To do. Your task is to reproduce exactly the lines that run from the beginning of the data through the line where "the area term." appears.

Records for this task.
——————
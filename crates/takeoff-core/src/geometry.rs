use crate::dataset::AircraftRecord;

/// Wing area fed to the speed formula, in ft².
///
/// Precedence: a positive user override, then the selected record's wingspan
/// without winglets, then its wingspan with winglets. The dataset's wingspan
/// columns stand in for the area term.
pub fn effective_wing_area(override_ft2: Option<f64>, selected: Option<&AircraftRecord>) -> Option<f64> {
    override_ft2
        .filter(|v| v.is_finite() && *v > 0.0)
        .or_else(|| selected.and_then(default_wing_area))
}

/// Record-only part of the precedence, used to prefill the override on selection.
pub fn default_wing_area(record: &AircraftRecord) -> Option<f64> {
    record
        .wingspan_without_winglets()
        .or_else(|| record.wingspan_with_winglets())
}

/// Parses the wing-area input box. Blank, unparseable and negative input clear the override.
pub fn parse_override(text: &str) -> Option<f64> {
    let text = text.trim();
    if text.is_empty() {
        return None;
    }
    text.parse::<f64>()
        .ok()
        .filter(|v| v.is_finite() && *v >= 0.0)
}

/// Parses the angle-of-attack input box. Anything unparseable becomes 0, which the
/// estimator reports as not computable.
pub fn parse_angle(text: &str) -> f64 {
    text.trim()
        .parse::<f64>()
        .ok()
        .filter(|v| v.is_finite())
        .unwrap_or(0.0)
}

#[cfg(test)]
mod tests {
    use super::*;
    use crate::dataset::Field;

    fn both() -> AircraftRecord {
        AircraftRecord::new()
            .with(Field::WingspanWithoutWinglets, "112.6")
            .with(Field::WingspanWithWinglets, "117.4")
    }

    #[test]
    fn test_override_wins() {
        assert_eq!(effective_wing_area(Some(1000.0), Some(&both())), Some(1000.0));
        assert_eq!(effective_wing_area(Some(50.0), None), Some(50.0));
    }

    #[test]
    fn test_base_then_extended() {
        assert_eq!(effective_wing_area(None, Some(&both())), Some(112.6));

        let extended_only = AircraftRecord::new().with(Field::WingspanWithWinglets, "117.4");
        assert_eq!(effective_wing_area(None, Some(&extended_only)), Some(117.4));
    }

    #[test]
    fn test_non_positive_override_falls_through() {
        assert_eq!(effective_wing_area(Some(0.0), Some(&both())), Some(112.6));
        assert_eq!(effective_wing_area(Some(-3.0), Some(&both())), Some(112.6));
        assert_eq!(effective_wing_area(Some(0.0), None), None);
    }

    #[test]
    fn test_nothing_available() {
        assert_eq!(effective_wing_area(None, None), None);
        let bare = AircraftRecord::new().with(Field::ModelFaa, "Glider");
        assert_eq!(effective_wing_area(None, Some(&bare)), None);
    }

    #[test]
    fn test_parse_override() {
        assert_eq!(parse_override(""), None);
        assert_eq!(parse_override("  "), None);
        assert_eq!(parse_override("abc"), None);
        assert_eq!(parse_override("-1"), None);
        assert_eq!(parse_override("0"), Some(0.0));
        assert_eq!(parse_override(" 1250.5 "), Some(1250.5));
    }

    #[test]
    fn test_parse_angle() {
        assert_eq!(parse_angle("12"), 12.0);
        assert_eq!(parse_angle("-2.5"), -2.5);
        assert_eq!(parse_angle(""), 0.0);
        assert_eq!(parse_angle("steep"), 0.0);
        assert_eq!(parse_angle("NaN"), 0.0);
    }
}
use serde::{Deserialize, Serialize};
use std::collections::BTreeSet;
use std::fmt;

/// A generator of the right-angled Coxeter group.
/// Every generator is an involution, so a letter is its own inverse.
#[derive(Debug, Clone, Copy, PartialEq, Eq, Hash, PartialOrd, Ord, Serialize, Deserialize)]
#[serde(transparent)]
pub struct Letter(pub char);

impl Letter {
    pub fn new(symbol: char) -> Self {
        Letter(symbol)
    }

    /// Returns the character naming this letter.
    pub fn as_char(&self) -> char {
        self.0
    }
}

impl From<char> for Letter {
    fn from(symbol: char) -> Self {
        Letter(symbol)
    }
}

impl fmt::Display for Letter {
    fn fmt(&self, f: &mut fmt::Formatter<'_>) -> fmt::Result {
        write!(f, "{}", self.0)
    }
}

/// An immutable, canonically ordered set of letters.
///
/// Used both for alphabets and as the payload of generator state labels.
/// Set operations return new values instead of mutating in place, so a label
/// can be hashed and compared structurally for its whole lifetime.
#[derive(Debug, Clone, Default, PartialEq, Eq, Hash, PartialOrd, Ord, Serialize, Deserialize)]
#[serde(transparent)]
pub struct LetterSet(BTreeSet<Letter>);

impl LetterSet {
    /// Creates a new empty set.
    pub const fn new() -> Self {
        LetterSet(BTreeSet::new())
    }

    /// Builds a set from the characters of a string, e.g. `"abc"`.
    pub fn from_chars(symbols: &str) -> Self {
        symbols
            .chars()
            .filter(|c| !c.is_whitespace())
            .map(Letter)
            .collect()
    }

    pub fn contains(&self, letter: Letter) -> bool {
        self.0.contains(&letter)
    }

    pub fn len(&self) -> usize {
        self.0.len()
    }

    pub fn is_empty(&self) -> bool {
        self.0.is_empty()
    }

    /// Returns an iterator over the letters in canonical order.
    pub fn iter(&self) -> impl Iterator<Item = Letter> + '_ {
        self.0.iter().copied()
    }

    pub fn is_subset(&self, other: &LetterSet) -> bool {
        self.0.is_subset(&other.0)
    }

    pub fn intersection(&self, other: &LetterSet) -> LetterSet {
        LetterSet(self.0.intersection(&other.0).copied().collect())
    }

    pub fn union(&self, other: &LetterSet) -> LetterSet {
        LetterSet(self.0.union(&other.0).copied().collect())
    }

    pub fn difference(&self, other: &LetterSet) -> LetterSet {
        LetterSet(self.0.difference(&other.0).copied().collect())
    }

    /// Returns a copy of this set with `letter` added.
    pub fn with(&self, letter: Letter) -> LetterSet {
        let mut letters = self.0.clone();
        letters.insert(letter);
        LetterSet(letters)
    }
}

impl FromIterator<Letter> for LetterSet {
    fn from_iter<I: IntoIterator<Item = Letter>>(iter: I) -> Self {
        LetterSet(iter.into_iter().collect())
    }
}

impl<'a> IntoIterator for &'a LetterSet {
    type Item = &'a Letter;
    type IntoIter = std::collections::btree_set::Iter<'a, Letter>;

    fn into_iter(self) -> Self::IntoIter {
        self.0.iter()
    }
}

impl fmt::Display for LetterSet {
    fn fmt(&self, f: &mut fmt::Formatter<'_>) -> fmt::Result {
        write!(f, "{{")?;
        for (i, letter) in self.0.iter().enumerate() {
            if i > 0 {
                write!(f, ",")?;
            }
            write!(f, "{}", letter)?;
        }
        write!(f, "}}")
    }
}

/// A word is a sequence of letters, read left to right.
#[derive(Debug, Clone, Default, PartialEq, Eq, Hash, PartialOrd, Ord)]
pub struct Word {
    letters: Vec<Letter>,
}

impl Word {
    /// Creates a new empty word.
    pub fn new() -> Self {
        Word {
            letters: Vec::new(),
        }
    }

    /// Creates a word from a vector of letters.
    pub fn from_letters(letters: Vec<Letter>) -> Self {
        Word { letters }
    }

    /// Appends a letter without any reduction.
    pub fn push(&mut self, letter: Letter) {
        self.letters.push(letter);
    }

    /// Extends the word with the letters of another word.
    pub fn extend(&mut self, other: &Word) {
        self.letters.extend_from_slice(&other.letters);
    }

    /// Returns an iterator over the letters.
    pub fn iter(&self) -> impl Iterator<Item = &Letter> {
        self.letters.iter()
    }

    pub fn as_slice(&self) -> &[Letter] {
        &self.letters
    }

    pub fn len(&self) -> usize {
        self.letters.len()
    }

    pub fn is_empty(&self) -> bool {
        self.letters.is_empty()
    }

    pub(crate) fn insert(&mut self, index: usize, letter: Letter) {
        self.letters.insert(index, letter);
    }

    pub(crate) fn remove(&mut self, index: usize) -> Letter {
        self.letters.remove(index)
    }
}

impl From<Vec<Letter>> for Word {
    fn from(letters: Vec<Letter>) -> Self {
        Word::from_letters(letters)
    }
}

impl From<&str> for Word {
    fn from(symbols: &str) -> Self {
        Word::from_letters(symbols.chars().map(Letter).collect())
    }
}

impl fmt::Display for Word {
    fn fmt(&self, f: &mut fmt::Formatter<'_>) -> fmt::Result {
        for letter in &self.letters {
            write!(f, "{}", letter)?;
        }
        Ok(())
    }
}
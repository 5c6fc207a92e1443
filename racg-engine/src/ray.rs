use crate::error::{AutomatonError, Result};
use crate::presentation::Presentation;
use crate::types::{Letter, LetterSet, Word};

/// A geodesic ray to infinity, generated by two non-commuting letters.
///
/// The ray is the infinite word `a_i a_j a_i a_j ...`; its two letters are the
/// ones suffix machines keep away from the front of a word.
#[derive(Debug, Clone, Copy, PartialEq, Eq, Hash)]
pub struct Ray {
    first: Letter,
    second: Letter,
}

impl Ray {
    /// Creates a ray from its two letters.
    ///
    /// # Errors
    /// `MalformedInput` if either letter is outside the alphabet, the letters
    /// coincide, or they commute.
    pub fn new(presentation: &Presentation, first: Letter, second: Letter) -> Result<Self> {
        let ray = Ray { first, second };
        ray.validate(presentation)?;
        Ok(ray)
    }

    /// Creates a ray from a slice that must hold exactly two letters.
    pub fn from_letters(presentation: &Presentation, letters: &[Letter]) -> Result<Self> {
        match letters {
            [first, second] => Ray::new(presentation, *first, *second),
            _ => Err(AutomatonError::MalformedInput(format!(
                "a ray is defined by exactly two letters, got {}",
                letters.len()
            ))),
        }
    }

    /// Re-checks the ray against a presentation.
    ///
    /// Generators call this before exploring, since a ray may have been built
    /// against different defining data.
    pub fn validate(&self, presentation: &Presentation) -> Result<()> {
        for letter in [self.first, self.second] {
            if !presentation.alphabet().contains(letter) {
                return Err(AutomatonError::MalformedInput(format!(
                    "ray letter {} is not in the alphabet",
                    letter
                )));
            }
        }
        if self.first == self.second {
            return Err(AutomatonError::MalformedInput(format!(
                "the ray needs two distinct letters, got {} twice",
                self.first
            )));
        }
        if presentation.commutes(self.first, self.second) {
            return Err(AutomatonError::MalformedInput(format!(
                "the ray letters {} and {} commute",
                self.first, self.second
            )));
        }
        Ok(())
    }

    /// The first letter, `a_i`.
    pub fn first(&self) -> Letter {
        self.first
    }

    /// The second letter, `a_j`.
    pub fn second(&self) -> Letter {
        self.second
    }

    /// Both ray letters as a set.
    pub fn letters(&self) -> LetterSet {
        [self.first, self.second].into_iter().collect()
    }

    /// Returns the letter at `position` along the ray (0-based).
    pub fn letter_at(&self, position: usize) -> Letter {
        if position % 2 == 0 {
            self.first
        } else {
            self.second
        }
    }

    /// Returns the first `length` letters of the ray as a word.
    ///
    /// # Example
    /// ```
    /// use racg_engine::{Letter, Presentation, Ray};
    ///
    /// let p = Presentation::from_edges("abc", &[('a', 'b')]).unwrap();
    /// let ray = Ray::new(&p, Letter('a'), Letter('c')).unwrap();
    /// assert_eq!(ray.prefix(3).to_string(), "aca");
    /// ```
    pub fn prefix(&self, length: usize) -> Word {
        (0..length).map(|position| self.letter_at(position)).collect::<Vec<_>>().into()
    }
}

#[cfg(test)]
mod tests {
    use super::*;

    fn pentagon() -> Presentation {
        Presentation::from_edges(
            "abcde",
            &[('a', 'b'), ('b', 'c'), ('c', 'd'), ('d', 'e'), ('e', 'a')],
        )
        .unwrap()
    }

    #[test]
    fn test_valid_ray() {
        let p = pentagon();
        let ray = Ray::new(&p, Letter('a'), Letter('c')).unwrap();
        assert_eq!(ray.letters(), LetterSet::from_chars("ac"));
        assert_eq!(ray.letter_at(0), Letter('a'));
        assert_eq!(ray.letter_at(5), Letter('c'));
    }

    #[test]
    fn test_commuting_ray_rejected() {
        let p = pentagon();
        assert!(Ray::new(&p, Letter('a'), Letter('b')).is_err());
    }

    #[test]
    fn test_degenerate_ray_rejected() {
        let p = pentagon();
        assert!(Ray::new(&p, Letter('a'), Letter('a')).is_err());
        assert!(Ray::new(&p, Letter('a'), Letter('z')).is_err());
    }

    #[test]
    fn test_ray_needs_exactly_two_letters() {
        let p = pentagon();
        assert!(Ray::from_letters(&p, &[Letter('a')]).is_err());
        assert!(Ray::from_letters(&p, &[Letter('a'), Letter('c'), Letter('e')]).is_err());
        assert!(Ray::from_letters(&p, &[Letter('a'), Letter('c')]).is_ok());
    }

    #[test]
    fn test_prefix() {
        let p = pentagon();
        let ray = Ray::new(&p, Letter('c'), Letter('a')).unwrap();
        assert_eq!(ray.prefix(0), Word::new());
        assert_eq!(ray.prefix(4).to_string(), "caca");
    }
}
——————
Result of this task.
filename crates/takeoff-core/src/geometry.rs
use crate::dataset::AircraftRecord;

/// Wing area fed to the speed formula, in ft².
///
/// Precedence: a positive user override, then the selected record's wingspan
/// without winglets, then its wingspan with winglets. The dataset's wingspan
/// columns stand in for the area term.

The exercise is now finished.